● Data to examine:
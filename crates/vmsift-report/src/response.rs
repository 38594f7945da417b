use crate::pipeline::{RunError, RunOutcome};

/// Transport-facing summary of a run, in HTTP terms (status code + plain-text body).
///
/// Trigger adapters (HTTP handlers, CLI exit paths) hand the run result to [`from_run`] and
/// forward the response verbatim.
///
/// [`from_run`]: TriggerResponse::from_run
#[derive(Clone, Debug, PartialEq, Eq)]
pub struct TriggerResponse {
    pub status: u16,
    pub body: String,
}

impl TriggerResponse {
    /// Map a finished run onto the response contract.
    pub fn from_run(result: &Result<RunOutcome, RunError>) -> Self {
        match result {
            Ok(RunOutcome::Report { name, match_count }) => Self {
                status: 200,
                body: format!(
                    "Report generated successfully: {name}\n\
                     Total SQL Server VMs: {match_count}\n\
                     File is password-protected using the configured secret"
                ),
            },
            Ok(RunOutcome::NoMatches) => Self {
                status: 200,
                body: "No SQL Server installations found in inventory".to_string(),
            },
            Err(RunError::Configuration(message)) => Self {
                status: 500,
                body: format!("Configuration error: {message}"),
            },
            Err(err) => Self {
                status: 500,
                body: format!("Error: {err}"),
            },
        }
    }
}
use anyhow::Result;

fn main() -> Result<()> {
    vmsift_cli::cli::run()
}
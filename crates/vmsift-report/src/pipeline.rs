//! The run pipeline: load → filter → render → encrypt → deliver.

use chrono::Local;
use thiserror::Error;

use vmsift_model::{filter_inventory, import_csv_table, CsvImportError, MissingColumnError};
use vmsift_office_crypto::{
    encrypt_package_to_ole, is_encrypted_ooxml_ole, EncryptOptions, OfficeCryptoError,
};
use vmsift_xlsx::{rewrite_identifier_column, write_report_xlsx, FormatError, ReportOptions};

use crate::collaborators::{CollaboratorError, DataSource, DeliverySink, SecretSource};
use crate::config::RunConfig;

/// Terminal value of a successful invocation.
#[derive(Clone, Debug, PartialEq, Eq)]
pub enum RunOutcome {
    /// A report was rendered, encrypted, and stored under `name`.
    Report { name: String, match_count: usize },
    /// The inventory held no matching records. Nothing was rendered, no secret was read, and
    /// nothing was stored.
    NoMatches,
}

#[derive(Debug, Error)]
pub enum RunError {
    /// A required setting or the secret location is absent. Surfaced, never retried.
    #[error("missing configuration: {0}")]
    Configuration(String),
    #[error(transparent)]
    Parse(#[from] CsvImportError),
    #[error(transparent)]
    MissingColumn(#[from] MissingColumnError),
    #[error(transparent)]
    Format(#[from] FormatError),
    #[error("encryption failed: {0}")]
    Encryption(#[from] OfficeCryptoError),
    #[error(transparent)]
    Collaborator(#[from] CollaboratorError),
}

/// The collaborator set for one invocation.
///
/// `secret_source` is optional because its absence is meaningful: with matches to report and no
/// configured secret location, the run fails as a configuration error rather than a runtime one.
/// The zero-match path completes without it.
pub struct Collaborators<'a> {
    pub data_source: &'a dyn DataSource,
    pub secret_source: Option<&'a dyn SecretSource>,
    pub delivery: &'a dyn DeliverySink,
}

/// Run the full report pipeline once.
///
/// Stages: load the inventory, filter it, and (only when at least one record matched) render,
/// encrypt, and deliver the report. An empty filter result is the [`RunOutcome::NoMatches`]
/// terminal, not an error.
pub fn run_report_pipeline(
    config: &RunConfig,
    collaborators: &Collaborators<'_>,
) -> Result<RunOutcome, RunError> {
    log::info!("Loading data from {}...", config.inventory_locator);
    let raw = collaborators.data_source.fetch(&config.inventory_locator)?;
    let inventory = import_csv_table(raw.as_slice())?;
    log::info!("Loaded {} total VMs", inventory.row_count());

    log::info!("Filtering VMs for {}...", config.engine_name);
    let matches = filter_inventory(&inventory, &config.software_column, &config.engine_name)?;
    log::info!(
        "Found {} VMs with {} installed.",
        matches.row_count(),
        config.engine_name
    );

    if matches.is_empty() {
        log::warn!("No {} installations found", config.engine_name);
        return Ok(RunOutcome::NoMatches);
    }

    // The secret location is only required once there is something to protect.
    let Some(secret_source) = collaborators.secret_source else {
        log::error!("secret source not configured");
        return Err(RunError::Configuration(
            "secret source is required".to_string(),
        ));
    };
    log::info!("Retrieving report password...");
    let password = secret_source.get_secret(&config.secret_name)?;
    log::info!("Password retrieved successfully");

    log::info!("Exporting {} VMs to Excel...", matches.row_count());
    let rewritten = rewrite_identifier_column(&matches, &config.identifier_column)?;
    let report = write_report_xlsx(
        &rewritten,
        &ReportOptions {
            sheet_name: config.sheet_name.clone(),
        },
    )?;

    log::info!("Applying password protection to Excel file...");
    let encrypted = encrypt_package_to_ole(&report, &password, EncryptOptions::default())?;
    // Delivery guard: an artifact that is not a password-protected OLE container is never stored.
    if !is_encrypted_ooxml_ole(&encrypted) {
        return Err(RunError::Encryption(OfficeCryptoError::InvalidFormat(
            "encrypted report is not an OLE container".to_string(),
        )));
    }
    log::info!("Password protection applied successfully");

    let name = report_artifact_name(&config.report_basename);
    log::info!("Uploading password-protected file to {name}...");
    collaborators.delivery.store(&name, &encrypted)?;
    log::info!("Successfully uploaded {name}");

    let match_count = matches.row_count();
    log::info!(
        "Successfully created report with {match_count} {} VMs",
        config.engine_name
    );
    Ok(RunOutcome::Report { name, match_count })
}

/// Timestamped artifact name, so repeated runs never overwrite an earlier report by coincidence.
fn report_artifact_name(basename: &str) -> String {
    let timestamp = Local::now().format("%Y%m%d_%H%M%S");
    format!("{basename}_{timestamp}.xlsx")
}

● Task prompt: Go through the records. Copy each line where "location" appears.

● Finished exercise:
    /// A required setting or the secret location is absent. Surfaced, never retried.
/// configured secret location, the run fails as a configuration error rather than a runtime one.
    // The secret location is only required once there is something to protect.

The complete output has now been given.